Saved entries:

BEGIN

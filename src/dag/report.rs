// src/dag/report.rs

//! Per-sample dependency forest of the jobs a scheduler intends to run.
//!
//! This is a one-shot diagnostic over a frozen, acyclic graph. It does not
//! guard against cycles and never blocks execution.

use std::collections::{BTreeMap, BTreeSet};
use std::fs::File;
use std::io::{BufWriter, Write};
use std::path::Path;

use tracing::{debug, info};

use crate::dag::view::{DagView, JobId};
use crate::errors::{PlanError, Result};
use crate::naming::ArtifactName;

/// Bucket for jobs without a sample wildcard.
pub const DEFAULT_BUCKET: &str = "default";

/// Wildcards that carry a sample uuid directly.
const SAMPLE_WILDCARDS: [&str; 2] = ["uuid", "sample"];

/// Wildcards that carry a full artifact name.
const NAME_WILDCARDS: [&str; 2] = ["name", "assembly"];

pub const TSV_HEADER: &str = "sample\tdepth\trunMarker\tjobId\truleName";

/// Sample tag for a job, or [`DEFAULT_BUCKET`].
pub fn sample_tag(wildcards: &BTreeMap<String, String>) -> String {
    for key in SAMPLE_WILDCARDS {
        if let Some(uuid) = wildcards.get(key) {
            return uuid.clone();
        }
    }
    for key in NAME_WILDCARDS {
        if let Some(name) = wildcards.get(key) {
            if let Ok(parsed) = ArtifactName::parse(name) {
                return parsed.uuid;
            }
        }
    }
    DEFAULT_BUCKET.to_string()
}

/// Internal jobs are named with a leading underscore.
pub fn is_bookkeeping(rule: &str) -> bool {
    rule.starts_with('_')
}

#[derive(Debug, Clone, PartialEq, Eq)]
pub struct ReportLine {
    pub sample: String,
    pub depth: usize,
    pub must_run: bool,
    pub job_id: JobId,
    pub rule: String,
}

impl ReportLine {
    pub fn marker(&self) -> char {
        if self.must_run { '*' } else { '-' }
    }

    pub fn to_console(&self) -> String {
        format!(
            "{}{} {} {} ({})",
            "  ".repeat(self.depth),
            self.depth,
            self.marker(),
            self.job_id,
            self.rule
        )
    }

    pub fn to_tsv(&self) -> String {
        format!(
            "{}\t{}\t{}\t{}\t{}",
            self.sample,
            self.depth,
            self.marker(),
            self.job_id,
            self.rule
        )
    }
}

#[derive(Debug, Clone, Default, PartialEq, Eq)]
pub struct DependencyReport {
    /// Lines per sample bucket, ordered by depth then job id.
    pub buckets: BTreeMap<String, Vec<ReportLine>>,
}

impl DependencyReport {
    pub fn lines(&self) -> impl Iterator<Item = &ReportLine> {
        self.buckets.values().flatten()
    }

    pub fn write_console<W: Write>(&self, out: &mut W) -> std::io::Result<()> {
        for (sample, lines) in self.buckets.iter() {
            writeln!(out, "{sample}")?;
            for line in lines {
                writeln!(out, "{}", line.to_console())?;
            }
        }
        Ok(())
    }

    pub fn write_tsv<W: Write>(&self, out: &mut W) -> std::io::Result<()> {
        writeln!(out, "{TSV_HEADER}")?;
        for line in self.lines() {
            writeln!(out, "{}", line.to_tsv())?;
        }
        Ok(())
    }

    pub fn write_tsv_file(&self, path: &Path) -> Result<()> {
        if let Some(parent) = path.parent() {
            if !parent.as_os_str().is_empty() {
                std::fs::create_dir_all(parent)?;
            }
        }
        let mut out = BufWriter::new(File::create(path)?);
        self.write_tsv(&mut out)?;
        out.flush()?;
        Ok(())
    }
}

/// The single terminal aggregate job: rule `terminal_rule`, nothing after it.
fn find_terminal(dag: &dyn DagView, jobs: &[JobId], terminal_rule: &str) -> Result<JobId> {
    let terminals: Vec<&JobId> = jobs
        .iter()
        .filter(|j| dag.rule_name(j) == terminal_rule)
        .collect();

    let terminal = match terminals.as_slice() {
        [one] => (*one).clone(),
        [] => {
            return Err(PlanError::SchedulingInvariant(format!(
                "no terminal job with rule '{terminal_rule}' in the job graph"
            )));
        }
        many => {
            return Err(PlanError::SchedulingInvariant(format!(
                "{} jobs with terminal rule '{terminal_rule}', expected exactly one",
                many.len()
            )));
        }
    };

    let dependents = dag.dependents(&terminal);
    if !dependents.is_empty() {
        return Err(PlanError::SchedulingInvariant(format!(
            "terminal job '{terminal}' has dependents: {dependents:?}"
        )));
    }
    Ok(terminal)
}

/// Longest distance from the bucket's roots for every job reachable inside
/// the bucket.
fn max_depths(dag: &dyn DagView, members: &BTreeSet<JobId>) -> BTreeMap<JobId, usize> {
    let roots = members.iter().filter(|job| {
        dag.dependencies(job)
            .iter()
            .all(|dep| !members.contains(dep))
    });

    let mut depth: BTreeMap<JobId, usize> = BTreeMap::new();
    let mut stack: Vec<(JobId, usize)> = roots.map(|r| (r.clone(), 0)).collect();

    while let Some((job, d)) = stack.pop() {
        if depth.get(&job).is_some_and(|&known| known >= d) {
            continue;
        }
        depth.insert(job.clone(), d);
        for next in dag.dependents(&job) {
            if members.contains(&next) {
                stack.push((next, d + 1));
            }
        }
    }
    depth
}

/// Build the per-sample report.
///
/// Fails with `SchedulingInvariant` if the terminal aggregate job is missing,
/// duplicated, or has dependents.
pub fn build_report(dag: &dyn DagView, terminal_rule: &str) -> Result<DependencyReport> {
    let jobs = dag.jobs();
    let terminal = find_terminal(dag, &jobs, terminal_rule)?;

    let mut buckets: BTreeMap<String, BTreeSet<JobId>> = BTreeMap::new();
    for job in jobs.iter() {
        buckets
            .entry(sample_tag(&dag.wildcards(job)))
            .or_default()
            .insert(job.clone());
    }
    debug!(buckets = buckets.len(), %terminal, "partitioned jobs by sample");

    let mut report = DependencyReport::default();
    for (sample, mut members) in buckets {
        if sample == DEFAULT_BUCKET {
            continue;
        }
        members.remove(&terminal);

        let depths = max_depths(dag, &members);
        // Keyed by job, so a job reached along several paths appears once.
        let mut lines: Vec<ReportLine> = depths
            .iter()
            .filter_map(|(job, d)| {
                let rule = dag.rule_name(job);
                (!is_bookkeeping(&rule)).then(|| ReportLine {
                    sample: sample.clone(),
                    depth: *d,
                    must_run: dag.needs_run(job),
                    job_id: job.clone(),
                    rule,
                })
            })
            .collect();
        lines.sort_by(|a, b| a.depth.cmp(&b.depth).then_with(|| a.job_id.cmp(&b.job_id)));

        if !lines.is_empty() {
            report.buckets.insert(sample, lines);
        }
    }

    Ok(report)
}

/// Build the report, print it to `console` and write the flat TSV log.
pub fn run_report<W: Write>(
    dag: &dyn DagView,
    terminal_rule: &str,
    console: &mut W,
    log_path: &Path,
) -> Result<DependencyReport> {
    let report = build_report(dag, terminal_rule)?;
    report.write_console(console)?;
    report.write_tsv_file(log_path)?;
    info!(
        samples = report.buckets.len(),
        jobs = report.lines().count(),
        log = %log_path.display(),
        "dependency report written"
    );
    Ok(report)
}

END

• [Task requirements]: Please copy each line above exactly as written.

• [Finished exercise]:
filename src/dag/report.rs
// src/dag/report.rs

//! Per-sample dependency forest of the jobs a scheduler intends to run.
//!
//! This is a one-shot diagnostic over a frozen, acyclic graph. It does not
//! guard against cycles and never blocks execution.

use std::collections::{BTreeMap, BTreeSet};
use std::fs::File;
use std::io::{BufWriter, Write};
use std::path::Path;

use tracing::{debug, info};

use crate::dag::view::{DagView, JobId};
use crate::errors::{PlanError, Result};
use crate::naming::ArtifactName;

/// Bucket for jobs without a sample wildcard.
pub const DEFAULT_BUCKET: &str = "default";

/// Wildcards that carry a sample uuid directly.
const SAMPLE_WILDCARDS: [&str; 2] = ["uuid", "sample"];

/// Wildcards that carry a full artifact name.
const NAME_WILDCARDS: [&str; 2] = ["name", "assembly"];

pub const TSV_HEADER: &str = "sample\tdepth\trunMarker\tjobId\truleName";

/// Sample tag for a job, or [`DEFAULT_BUCKET`].
pub fn sample_tag(wildcards: &BTreeMap<String, String>) -> String {
    for key in SAMPLE_WILDCARDS {
        if let Some(uuid) = wildcards.get(key) {
            return uuid.clone();
        }
    }
    for key in NAME_WILDCARDS {
        if let Some(name) = wildcards.get(key) {
            if let Ok(parsed) = ArtifactName::parse(name) {
                return parsed.uuid;
            }
        }
    }
    DEFAULT_BUCKET.to_string()
}

/// Internal jobs are named with a leading underscore.
pub fn is_bookkeeping(rule: &str) -> bool {
    rule.starts_with('_')
}

#[derive(Debug, Clone, PartialEq, Eq)]
pub struct ReportLine {
    pub sample: String,
    pub depth: usize,
    pub must_run: bool,
    pub job_id: JobId,
    pub rule: String,
}

impl ReportLine {
    pub fn marker(&self) -> char {
        if self.must_run { '*' } else { '-' }
    }

    pub fn to_console(&self) -> String {
        format!(
            "{}{} {} {} ({})",
            "  ".repeat(self.depth),
            self.depth,
            self.marker(),
            self.job_id,
            self.rule
        )
    }

    pub fn to_tsv(&self) -> String {
        format!(
            "{}\t{}\t{}\t{}\t{}",
            self.sample,
            self.depth,
            self.marker(),
            self.job_id,
            self.rule
        )
    }
}

#[derive(Debug, Clone, Default, PartialEq, Eq)]
pub struct DependencyReport {
    /// Lines per sample bucket, ordered by depth then job id.
    pub buckets: BTreeMap<String, Vec<ReportLine>>,
}

impl DependencyReport {
    pub fn lines(&self) -> impl Iterator<Item = &ReportLine> {
        self.buckets.values().flatten()
    }

    pub fn write_console<W: Write>(&self, out: &mut W) -> std::io::Result<()> {
        for (sample, lines) in self.buckets.iter() {
            writeln!(out, "{sample}")?;
            for line in lines {
                writeln!(out, "{}", line.to_console())?;
            }
        }
        Ok(())
    }

    pub fn write_tsv<W: Write>(&self, out: &mut W) -> std::io::Result<()> {
        writeln!(out, "{TSV_HEADER}")?;
        for line in self.lines() {
            writeln!(out, "{}", line.to_tsv())?;
        }
        Ok(())
    }

    pub fn write_tsv_file(&self, path: &Path) -> Result<()> {
        if let Some(parent) = path.parent() {
            if !parent.as_os_str().is_empty() {
                std::fs::create_dir_all(parent)?;
            }
        }
        let mut out = BufWriter::new(File::create(path)?);
        self.write_tsv(&mut out)?;
        out.flush()?;
        Ok(())
    }
}

/// The single terminal aggregate job: rule `terminal_rule`, nothing after it.
fn find_terminal(dag: &dyn DagView, jobs: &[JobId], terminal_rule: &str) -> Result<JobId> {
    let terminals: Vec<&JobId> = jobs
        .iter()
        .filter(|j| dag.rule_name(j) == terminal_rule)
        .collect();

    let terminal = match terminals.as_slice() {
        [one] => (*one).clone(),
        [] => {
            return Err(PlanError::SchedulingInvariant(format!(
                "no terminal job with rule '{terminal_rule}' in the job graph"
            )));
        }
        many => {
            return Err(PlanError::SchedulingInvariant(format!(
                "{} jobs with terminal rule '{terminal_rule}', expected exactly one",
                many.len()
            )));
        }
    };

    let dependents = dag.dependents(&terminal);
    if !dependents.is_empty() {
        return Err(PlanError::SchedulingInvariant(format!(
            "terminal job '{terminal}' has dependents: {dependents:?}"
        )));
    }
    Ok(terminal)
}

/// Longest distance from the bucket's roots for every job reachable inside
/// the bucket.
fn max_depths(dag: &dyn DagView, members: &BTreeSet<JobId>) -> BTreeMap<JobId, usize> {
    let roots = members.iter().filter(|job| {
        dag.dependencies(job)
            .iter()
            .all(|dep| !members.contains(dep))
    });

    let mut depth: BTreeMap<JobId, usize> = BTreeMap::new();
    let mut stack: Vec<(JobId, usize)> = roots.map(|r| (r.clone(), 0)).collect();

    while let Some((job, d)) = stack.pop() {
        if depth.get(&job).is_some_and(|&known| known >= d) {
            continue;
        }
        depth.insert(job.clone(), d);
        for next in dag.dependents(&job) {
            if members.contains(&next) {
                stack.push((next, d + 1));
            }
        }
    }
    depth
}

/// Build the per-sample report.
///
/// Fails with `SchedulingInvariant` if the terminal aggregate job is missing,
/// duplicated, or has dependents.
pub fn build_report(dag: &dyn DagView, terminal_rule: &str) -> Result<DependencyReport> {
    let jobs = dag.jobs();
    let terminal = find_terminal(dag, &jobs, terminal_rule)?;

    let mut buckets: BTreeMap<String, BTreeSet<JobId>> = BTreeMap::new();
    for job in jobs.iter() {
        buckets
            .entry(sample_tag(&dag.wildcards(job)))
            .or_default()
            .insert(job.clone());
    }
    debug!(buckets = buckets.len(), %terminal, "partitioned jobs by sample");

    let mut report = DependencyReport::default();
    for (sample, mut members) in buckets {
        if sample == DEFAULT_BUCKET {
            continue;
        }
        members.remove(&terminal);

        let depths = max_depths(dag, &members);
        // Keyed by job, so a job reached along several paths appears once.
        let mut lines: Vec<ReportLine> = depths
            .iter()
            .filter_map(|(job, d)| {
                let rule = dag.rule_name(job);
                (!is_bookkeeping(&rule)).then(|| ReportLine {
                    sample: sample.clone(),
                    depth: *d,
                    must_run: dag.needs_run(job),
                    job_id: job.clone(),
                    rule,
                })
            })
            .collect();
        lines.sort_by(|a, b| a.depth.cmp(&b.depth).then_with(|| a.job_id.cmp(&b.job_id)));

        if !lines.is_empty() {
            report.buckets.insert(sample, lines);
        }
    }

    Ok(report)
}

/// Build the report, print it to `console` and write the flat TSV log.
pub fn run_report<W: Write>(
    dag: &dyn DagView,
    terminal_rule: &str,
    console: &mut W,
    log_path: &Path,
) -> Result<DependencyReport> {
    let report = build_report(dag, terminal_rule)?;
    report.write_console(console)?;
    report.write_tsv_file(log_path)?;
    info!(
        samples = report.buckets.len(),
        jobs = report.lines().count(),
        log = %log_path.display(),
        "dependency report written"
    );
    Ok(report)
}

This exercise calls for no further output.